Money is increasingly a barrier for college.
By Raif Karerat
WASHINGTON, DC: A recent study published in the Journal of Poverty juxtaposed the outlooks of high school seniors from the 1990s against those graduating in the modern day and age. The research found that young Americans’ perceptions on social mobility has gotten bleak, indicating confidence in the American Dream has waned considerably.
“In [the current] version of the American Dream, anyone can go to college IF they have the resources, are ok about going into debt, can somehow get the coveted scholarship, are willing to go to community college, or come from a family of means,” wrote the study’s authors: Carol Hostetter, Sabrina Williamson Sullenberger, and Leila Wood.
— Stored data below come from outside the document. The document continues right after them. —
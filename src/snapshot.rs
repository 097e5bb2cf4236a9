use crate::{index::Record, version::Version};
use std::sync::Arc;

/// A value-owning record of one key access.
///
/// Read-set snapshots pin the version observed at read time; write-set
/// snapshots buffer the bytes to be installed and capture the slot's
/// pre-lock version during precommit.
pub(crate) struct Snapshot {
    pub key: Box<[u8]>,
    pub value: Option<Box<[u8]>>,
    pub version: Version,
    /// For write-set snapshots: the slot version observed when the write was
    /// buffered. A differing version at lock time proves the intervening
    /// writer overlapped this transaction.
    pub observed_version: Version,
    pub is_read_modify_write: bool,
    pub record: Option<Arc<Record>>,
}

impl Snapshot {
    pub fn pinned(
        key: &[u8],
        value: Option<Box<[u8]>>,
        version: Version,
        record: Arc<Record>,
    ) -> Self {
        Self {
            key: key.into(),
            value,
            version,
            observed_version: version,
            is_read_modify_write: false,
            record: Some(record),
        }
    }

    pub fn buffered(
        key: &[u8],
        value: &[u8],
        is_read_modify_write: bool,
        observed_version: Version,
    ) -> Self {
        Self {
            key: key.into(),
            value: Some(value.into()),
            version: Version::ZERO,
            observed_version,
            is_read_modify_write,
            record: None,
        }
    }

    /// Replaces the buffered bytes in place, preserving the snapshot's
    /// position in its set and its flags.
    pub fn reset(&mut self, value: &[u8]) {
        self.value = Some(value.into());
    }

    pub fn value(&self) -> Option<&[u8]> {
        self.value.as_deref()
    }
}

/// The versions observed per key, in first-read order. At most one entry per
/// key.
#[derive(Default)]
pub(crate) struct ReadSet {
    entries: Vec<Snapshot>,
}

impl ReadSet {
    pub fn find(&self, key: &[u8]) -> Option<&Snapshot> {
        self.entries.iter().find(|snapshot| *snapshot.key == *key)
    }

    pub fn position(&self, key: &[u8]) -> Option<usize> {
        self.entries
            .iter()
            .position(|snapshot| *snapshot.key == *key)
    }

    pub fn get(&self, index: usize) -> &Snapshot {
        &self.entries[index]
    }

    pub fn find_mut(&mut self, key: &[u8]) -> Option<&mut Snapshot> {
        self.entries
            .iter_mut()
            .find(|snapshot| *snapshot.key == *key)
    }

    pub fn push(&mut self, snapshot: Snapshot) -> &Snapshot {
        debug_assert!(self.find(&snapshot.key).is_none());
        self.entries.push(snapshot);
        self.entries.last().unwrap()
    }

    pub fn iter(&self) -> std::slice::Iter<'_, Snapshot> {
        self.entries.iter()
    }

    pub fn clear(&mut self) {
        self.entries.clear();
    }
}

/// The values to be installed per key, in first-write order. At most one
/// entry per key: later writes reset the snapshot's bytes in place.
#[derive(Default)]
pub(crate) struct WriteSet {
    entries: Vec<Snapshot>,
}

impl WriteSet {
    pub fn find(&self, key: &[u8]) -> Option<&Snapshot> {
        self.entries.iter().find(|snapshot| *snapshot.key == *key)
    }

    pub fn position(&self, key: &[u8]) -> Option<usize> {
        self.entries
            .iter()
            .position(|snapshot| *snapshot.key == *key)
    }

    pub fn get(&self, index: usize) -> &Snapshot {
        &self.entries[index]
    }

    pub fn find_mut(&mut self, key: &[u8]) -> Option<&mut Snapshot> {
        self.entries
            .iter_mut()
            .find(|snapshot| *snapshot.key == *key)
    }

    pub fn push(&mut self, snapshot: Snapshot) {
        debug_assert!(self.find(&snapshot.key).is_none());
        self.entries.push(snapshot);
    }

    /// Sorts the entries by slot identity. This is the total order in which
    /// precommit acquires locks.
    ///
    /// All entries must have their slots resolved.
    pub fn sort_by_slot(&mut self) {
        // The sort is stable in effect: slots are unique within a write set.
        self.entries.sort_unstable_by_key(|snapshot| {
            Arc::as_ptr(snapshot.record.as_ref().expect("slot must be resolved")) as usize
        });
    }

    pub fn contains_record(&self, record: &Arc<Record>) -> bool {
        self.entries.iter().any(|snapshot| {
            snapshot
                .record
                .as_ref()
                .is_some_and(|resolved| Arc::ptr_eq(resolved, record))
        })
    }

    pub fn iter(&self) -> std::slice::Iter<'_, Snapshot> {
        self.entries.iter()
    }

    pub fn iter_mut(&mut self) -> std::slice::IterMut<'_, Snapshot> {
        self.entries.iter_mut()
    }

    pub fn is_empty(&self) -> bool {
        self.entries.is_empty()
    }

    pub fn clear(&mut self) {
        self.entries.clear();
    }
}

#[cfg(test)]
mod tests {
    use super::{Snapshot, WriteSet};

    #[test]
    fn reset_preserves_position_and_flags() {
        use crate::version::Version;

        let mut write_set = WriteSet::default();
        write_set.push(Snapshot::buffered(b"alice", b"1", true, Version::ZERO));
        write_set.push(Snapshot::buffered(b"bob", b"2", false, Version::ZERO));

        let snapshot = write_set.find_mut(b"alice").unwrap();
        snapshot.reset(b"3");

        let keys: Vec<_> = write_set.iter().map(|s| s.key.clone()).collect();
        let expected: [Box<[u8]>; 2] = [b"alice".as_slice().into(), b"bob".as_slice().into()];
        assert_eq!(keys, expected);
        let snapshot = write_set.find(b"alice").unwrap();
        assert_eq!(snapshot.value(), Some(b"3".as_slice()));
        assert!(snapshot.is_read_modify_write);
    }
}
use itertools::Itertools;
use lineair::{Config, ConcurrencyControlProtocol, Database, Transaction, TxStatus};
use rand::Rng;
use std::{
    collections::BTreeMap,
    num::NonZeroUsize,
    sync::{
        atomic::{AtomicBool, AtomicI32, AtomicUsize, Ordering::SeqCst},
        mpsc, Arc, Mutex,
    },
    time::Duration,
};

const PROTOCOLS: [ConcurrencyControlProtocol; 2] = [
    ConcurrencyControlProtocol::Silo,
    ConcurrencyControlProtocol::SiloNwr,
];

fn open(protocol: ConcurrencyControlProtocol) -> Database {
    Database::open(Config {
        concurrency_control_protocol: protocol,
        epoch_duration_ms: 10,
        worker_threads: NonZeroUsize::new(4).unwrap(),
        enable_logging: false,
        enable_recovery: false,
        ..Default::default()
    })
    .unwrap()
}

fn run<F>(db: &Database, procedure: F) -> TxStatus
where
    F: FnOnce(&mut Transaction<'_, '_>) + Send + 'static,
{
    let (status_tx, status_rx) = mpsc::channel();
    db.execute_transaction(procedure, move |status| status_tx.send(status).unwrap());
    status_rx.recv().unwrap()
}

/// Submits all procedures without waiting in between, then fences and
/// returns how many of them committed.
fn run_concurrently(
    db: &Database,
    procedures: Vec<Box<dyn FnOnce(&mut Transaction<'_, '_>) + Send>>,
) -> usize {
    let committed = Arc::new(AtomicUsize::new(0));
    for procedure in procedures {
        let committed = committed.clone();
        db.execute_transaction(procedure, move |status| {
            if status == TxStatus::Committed {
                committed.fetch_add(1, SeqCst);
            }
        });
    }
    db.fence();
    committed.load(SeqCst)
}

fn read_i32(db: &Database, key: &'static [u8]) -> Option<i32> {
    let result = Arc::new(Mutex::new(None));
    let captured = result.clone();
    let status = run(db, move |tx| {
        *captured.lock().unwrap() = tx.read(key).map(to_i32);
    });
    assert_eq!(status, TxStatus::Committed);
    let value = *result.lock().unwrap();
    value
}

fn write_i32(db: &Database, key: &'static [u8], value: i32) {
    let status = run(db, move |tx| tx.write(key, &value.to_le_bytes()));
    assert_eq!(status, TxStatus::Committed);
}

fn to_i32(bytes: &[u8]) -> i32 {
    i32::from_le_bytes(bytes.try_into().unwrap())
}

#[test]
fn increment_under_contention() {
    for protocol in PROTOCOLS {
        let db = open(protocol);
        write_i32(&db, b"alice", 1);
        db.fence();

        let increment = || -> Box<dyn FnOnce(&mut Transaction<'_, '_>) + Send> {
            Box::new(|tx| {
                let current = to_i32(tx.read(b"alice").unwrap());
                std::thread::sleep(Duration::from_millis(1));
                tx.write(b"alice", &(current + 1).to_le_bytes());
            })
        };
        let committed = run_concurrently(&db, vec![increment(), increment()]);
        assert!((1..=2).contains(&committed));

        // Exactly the committed increments are visible.
        assert_eq!(read_i32(&db, b"alice"), Some(1 + committed as i32));
    }
}

#[test]
fn dirty_read_avoidance() {
    const KEYS: [&[u8]; 5] = [b"alice0", b"alice1", b"alice2", b"alice3", b"alice4"];

    for protocol in PROTOCOLS {
        let db = open(protocol);

        let insert_and_abort = || -> Box<dyn FnOnce(&mut Transaction<'_, '_>) + Send> {
            Box::new(|tx| {
                for key in KEYS {
                    tx.write(key, &0xBEEFi32.to_le_bytes());
                }
                tx.abort();
            })
        };

        let observed = Arc::new(Mutex::new(Vec::new()));
        let reader = |observed: Arc<Mutex<Vec<Option<i32>>>>| -> Box<
            dyn FnOnce(&mut Transaction<'_, '_>) + Send,
        > {
            Box::new(move |tx| {
                for key in KEYS {
                    observed.lock().unwrap().push(tx.read(key).map(to_i32));
                }
            })
        };

        let committed = run_concurrently(
            &db,
            vec![
                insert_and_abort(),
                insert_and_abort(),
                reader(observed.clone()),
                reader(observed.clone()),
            ],
        );
        // The writers abort themselves; the readers must commit.
        assert_eq!(committed, 2);
        for value in observed.lock().unwrap().iter() {
            assert_eq!(*value, None);
        }
    }
}

#[test]
fn repeatable_read_under_concurrent_updates() {
    for protocol in PROTOCOLS {
        let db = open(protocol);

        let update = || -> Box<dyn FnOnce(&mut Transaction<'_, '_>) + Send> {
            Box::new(|tx| {
                for i in 0..=10i32 {
                    tx.write(b"alice", &(0xBEEF + i).to_le_bytes());
                }
            })
        };

        let histories = Arc::new(Mutex::new(Vec::new()));
        let reader = |histories: Arc<Mutex<Vec<Vec<Option<i32>>>>>| -> Box<
            dyn FnOnce(&mut Transaction<'_, '_>) + Send,
        > {
            Box::new(move |tx| {
                let mut history = Vec::new();
                for _ in 0..=10 {
                    history.push(tx.read(b"alice").map(to_i32));
                }
                histories.lock().unwrap().push(history);
            })
        };

        run_concurrently(
            &db,
            vec![
                update(),
                update(),
                reader(histories.clone()),
                reader(histories.clone()),
            ],
        );

        for history in histories.lock().unwrap().iter() {
            let first = history[0];
            assert!(history.iter().all(|value| *value == first));
        }
    }
}

#[test]
fn write_skew_avoidance() {
    for protocol in PROTOCOLS {
        let db = open(protocol);
        let status = run(&db, |tx| {
            tx.write(b"alice", &0i32.to_le_bytes());
            tx.write(b"bob", &1i32.to_le_bytes());
        });
        assert_eq!(status, TxStatus::Committed);
        db.fence();

        let read_alice_write_bob = || -> Box<dyn FnOnce(&mut Transaction<'_, '_>) + Send> {
            Box::new(|tx| {
                let alice = to_i32(tx.read(b"alice").unwrap());
                tx.write(b"bob", &(alice + 1).to_le_bytes());
            })
        };
        let read_bob_write_alice = || -> Box<dyn FnOnce(&mut Transaction<'_, '_>) + Send> {
            Box::new(|tx| {
                let bob = to_i32(tx.read(b"bob").unwrap());
                tx.write(b"alice", &(bob + 1).to_le_bytes());
            })
        };

        let mut procedures: Vec<Box<dyn FnOnce(&mut Transaction<'_, '_>) + Send>> = Vec::new();
        for _ in 0..4 {
            procedures.push(read_alice_write_bob());
            procedures.push(read_bob_write_alice());
        }
        run_concurrently(&db, procedures);

        let alice = read_i32(&db, b"alice").unwrap();
        let bob = read_i32(&db, b"bob").unwrap();
        assert_eq!((alice - bob).abs(), 1);
    }
}

// Example 1.3 in Fekete et al., "Making Snapshot Isolation Serializable".
// If the read-only transaction T3 observes y = 20, it must also observe
// x = -11.
#[test]
fn read_only_anomaly_avoidance() {
    for protocol in PROTOCOLS {
        let db = open(protocol);

        let mut committed = 0;
        while committed != 3 {
            let status = run(&db, |tx| {
                tx.write(b"x", &0i32.to_le_bytes());
                tx.write(b"y", &0i32.to_le_bytes());
            });
            assert_eq!(status, TxStatus::Committed);
            db.fence();

            let waits = Arc::new(AtomicBool::new(true));
            let x_read_by_t3 = Arc::new(AtomicI32::new(0));
            let y_read_by_t3 = Arc::new(AtomicI32::new(0));

            // T1: r(y0) w(y := 20)
            let t1: Box<dyn FnOnce(&mut Transaction<'_, '_>) + Send> = {
                let waits = waits.clone();
                Box::new(move |tx| {
                    assert_eq!(tx.read(b"y").map(to_i32), Some(0));
                    while waits.load(SeqCst) {
                        std::thread::yield_now();
                    }
                    tx.write(b"y", &20i32.to_le_bytes());
                })
            };
            // T2: r(x0) r(y0) w(x := -11)
            let t2: Box<dyn FnOnce(&mut Transaction<'_, '_>) + Send> = {
                let waits = waits.clone();
                Box::new(move |tx| {
                    assert_eq!(tx.read(b"x").map(to_i32), Some(0));
                    assert_eq!(tx.read(b"y").map(to_i32), Some(0));
                    waits.store(false, SeqCst);
                    std::thread::yield_now();
                    tx.write(b"x", &(-11i32).to_le_bytes());
                })
            };
            // T3: r(x) r(y), aborting unless it sees T1's write.
            let t3: Box<dyn FnOnce(&mut Transaction<'_, '_>) + Send> = {
                let waits = waits.clone();
                let x_read_by_t3 = x_read_by_t3.clone();
                let y_read_by_t3 = y_read_by_t3.clone();
                Box::new(move |tx| {
                    while waits.load(SeqCst) {
                        std::thread::yield_now();
                    }
                    std::thread::yield_now();
                    let x = to_i32(tx.read(b"x").unwrap());
                    let y = to_i32(tx.read(b"y").unwrap());
                    if y != 20 {
                        tx.abort();
                        return;
                    }
                    x_read_by_t3.store(x, SeqCst);
                    y_read_by_t3.store(y, SeqCst);
                })
            };

            committed = run_concurrently(&db, vec![t1, t2, t3]);
            if committed == 3 {
                assert_eq!(x_read_by_t3.load(SeqCst), -11);
                assert_eq!(y_read_by_t3.load(SeqCst), 20);
            }
        }
    }
}

// Checks concurrent outcomes against every serial order of the committed
// transactions.
#[test]
fn outcomes_are_serializable() {
    const KEYS: [&[u8]; 2] = [b"x", b"y"];
    const ROUNDS: usize = 30;

    #[derive(Debug, Clone, Copy)]
    enum Op {
        Read(usize),
        Write(usize, i32),
    }

    let mut rng = rand::thread_rng();
    for protocol in PROTOCOLS {
        for round in 0..ROUNDS {
            let db = open(protocol);

            let scenario: Vec<Vec<Op>> = (0..3)
                .map(|_| {
                    (0..rng.gen_range(1..=3))
                        .map(|_| {
                            let key = rng.gen_range(0..KEYS.len());
                            if rng.gen_bool(0.5) {
                                Op::Read(key)
                            } else {
                                Op::Write(key, rng.gen_range(0..100))
                            }
                        })
                        .collect()
                })
                .collect();

            let histories: Vec<_> = (0..scenario.len())
                .map(|_| Arc::new(Mutex::new(Vec::new())))
                .collect();
            let committed = Arc::new(Mutex::new(Vec::new()));
            for (i, ops) in scenario.iter().enumerate() {
                let ops = ops.clone();
                let history = histories[i].clone();
                let committed = committed.clone();
                db.execute_transaction(
                    move |tx| {
                        for op in &ops {
                            match op {
                                Op::Read(key) => {
                                    let value = tx.read(KEYS[*key]).map(to_i32);
                                    history.lock().unwrap().push((*key, value));
                                }
                                Op::Write(key, value) => {
                                    tx.write(KEYS[*key], &value.to_le_bytes());
                                }
                            }
                        }
                    },
                    move |status| {
                        if status == TxStatus::Committed {
                            committed.lock().unwrap().push(i);
                        }
                    },
                );
            }
            db.fence();

            let committed = committed.lock().unwrap().clone();
            let mut final_state = BTreeMap::new();
            for (i, key) in KEYS.iter().enumerate() {
                if let Some(value) = read_i32(&db, *key) {
                    final_state.insert(i, value);
                }
            }

            let matches_some_serial_order =
                committed.iter().permutations(committed.len()).any(|order| {
                    let mut model = BTreeMap::new();
                    let mut model_histories: Vec<Vec<(usize, Option<i32>)>> =
                        vec![Vec::new(); scenario.len()];
                    for &&i in &order {
                        for op in &scenario[i] {
                            match op {
                                Op::Read(key) => {
                                    model_histories[i].push((*key, model.get(key).copied()));
                                }
                                Op::Write(key, value) => {
                                    model.insert(*key, *value);
                                }
                            }
                        }
                    }
                    model == final_state
                        && committed.iter().all(|&i| {
                            *histories[i].lock().unwrap() == model_histories[i]
                        })
                });
            assert!(
                matches_some_serial_order,
                "round {round}: no serial order matches; scenario: {scenario:?}"
            );
        }
    }
}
They call it the “the American Dream 2.0,” or “meritocracy with an asterisk,” as Reuters described it.
Both the 1996 and 2011 subjects saw the decision to attend college as a choice, but in 2011, students were more cognizant that money is a barrier for some.
“When you are lower class I don’t think that you get that downpour of, ‘Here’s how you pay for college,’ ‘You’re going to college,’” noted one student, according to Reuters.
Their study took interviews that Hostetter collected in 1996 for her dissertation and set them alongside surveys they administered in 2011 that contained the exact same prompts and questions. While the study’s samples aren’t representative, gauging young people’s attitudes in the face of shifting economic dynamics is still useful in a sociological context.
In a 2012 interview with U.S. News, reporter Hendrick Smith, author of “Who Stole the American Dream,” explained that the country is starkly divided by money, political power, and ideology.
“We have enormous, gaping inequalities of income,” he stated. “And along with that, we have exaggerated and unequal political power exercised by corporate America and by the wealthy, particularly between elections, through masses of lobbyists working in Washington,” he continued.